Building the houses, the aid workers quickly realized that along with the extreme poverty went a complete lack of hygiene, latrines were added to the project built and the villagers were instructed how to handle them. The government has not provided any assistance until now and the families are struggling to survive under the extremely harsh living conditions, when in summer the temperature raises over 50°C.

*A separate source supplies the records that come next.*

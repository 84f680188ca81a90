//! Background run loop thread.
//!
//! Device notifications, relay socket reads and the settle timer all run on
//! one dedicated OS thread driving a current-thread tokio runtime. Work is
//! handed to it through [`RunLoop::handle`]; results travel back to the
//! foreground through [`crate::wake::WakeSource`].
//!
//! # Panic-Free Guarantees
//!
//! - Runtime construction and thread spawn failures are returned as errors
//! - `stop()` never joins from inside the loop thread itself

use std::thread::{self, JoinHandle};

use tokio::runtime::{Builder, Handle};
use tokio_util::sync::CancellationToken;
use tracing::{debug, warn};

use iosdev_core::DeviceError;

/// Spawners for both sides of the wake bridge.
#[derive(Clone, Debug)]
pub struct Runtimes {
    /// The run loop, where socket readers and notification handling run.
    pub background: Handle,
    /// The caller's runtime, where listeners are invoked.
    pub foreground: Handle,
}

/// Owner of the background thread.
pub struct RunLoop {
    handle: Handle,
    cancel: CancellationToken,
    thread: Option<JoinHandle<()>>,
}

impl RunLoop {
    /// Spawns the named run loop thread.
    pub fn spawn(name: &str) -> Result<Self, DeviceError> {
        let runtime = Builder::new_current_thread()
            .enable_all()
            .build()
            .map_err(|e| DeviceError::RunLoop(e.to_string()))?;
        let handle = runtime.handle().clone();
        let cancel = CancellationToken::new();

        let token = cancel.clone();
        let thread_name = name.to_string();
        let thread = thread::Builder::new()
            .name(thread_name.clone())
            .spawn(move || {
                debug!(thread = %thread_name, "Run loop started");
                runtime.block_on(token.cancelled());
                // Dropping the runtime here cancels reader tasks and closes their sockets
                drop(runtime);
                debug!(thread = %thread_name, "Run loop stopped");
            })
            .map_err(|e| DeviceError::RunLoop(e.to_string()))?;

        Ok(Self {
            handle,
            cancel,
            thread: Some(thread),
        })
    }

    /// Spawner for tasks that must run on the loop.
    pub fn handle(&self) -> &Handle {
        &self.handle
    }

    /// Pairs the loop with the caller's runtime.
    pub fn runtimes(&self, foreground: Handle) -> Runtimes {
        Runtimes {
            background: self.handle.clone(),
            foreground,
        }
    }

    pub fn is_running(&self) -> bool {
        !self.cancel.is_cancelled()
    }

    /// Stops the loop and waits for the thread to exit. Idempotent.
    pub fn stop(&mut self) {
        self.cancel.cancel();

        let Some(thread) = self.thread.take() else {
            return;
        };

        if thread.thread().id() == thread::current().id() {
            return;
        }

        if thread.join().is_err() {
            warn!("Run loop thread panicked");
        }
    }
}

impl Drop for RunLoop {
    fn drop(&mut self) {
        self.stop();
    }
}

#[cfg(test)]
mod tests {
    use super::*;
    use std::sync::mpsc;

    #[test]
    fn test_tasks_run_on_named_thread() {
        let mut run_loop = RunLoop::spawn("test-loop").unwrap();
        let (tx, rx) = mpsc::channel();

        run_loop.handle().spawn(async move {
            let name = thread::current().name().map(str::to_string);
            let _ = tx.send(name);
        });

        let name = rx.recv_timeout(std::time::Duration::from_secs(2)).unwrap();
        assert_eq!(name.as_deref(), Some("test-loop"));

        run_loop.stop();
        assert!(!run_loop.is_running());
        run_loop.stop();
    }

    #[test]
    fn test_stop_drops_pending_tasks() {
        let mut run_loop = RunLoop::spawn("drop-loop").unwrap();
        let (tx, rx) = mpsc::channel::<()>();

        run_loop.handle().spawn(async move {
            let _held = tx;
            std::future::pending::<()>().await;
        });

        run_loop.stop();
        // Sender dropped with the task, so the channel is disconnected
        assert!(rx.recv_timeout(std::time::Duration::from_secs(2)).is_err());
    }
}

Back in Hyderabad and invited for tea at the estate of an influential feudal family, we enter a contrasting world and a real Chateau Versace with all the sophistication of the late Gianni. Mosaic floors with the head of the famous Medusa in the center, golden lusters in the shape of peacocks and their feathers on the lamp shades with matching turquoise silk curtains. Instead of tea we are unexpectedly offered a lavish breakfast (just coming from another fine breakfast at the hospitable guesthouse of a Swiss company operating in Hyderabad) - more fried eggs and omelets, counting close to a dozen eggs within the last 48 hours, and interesting talks with this family that has been politically active for generations. Their expressed concerns cover all issues that are so terribly visible to everyone's eye - schooling and healthcare being their personal priority. Elections are coming and our visit is covered by photographers and local television.
A long journey back to Karachi and I am happy to see in Jamshoro a general store that promises to cover all the basic needs for a common household - "Zahid Baloch General Store".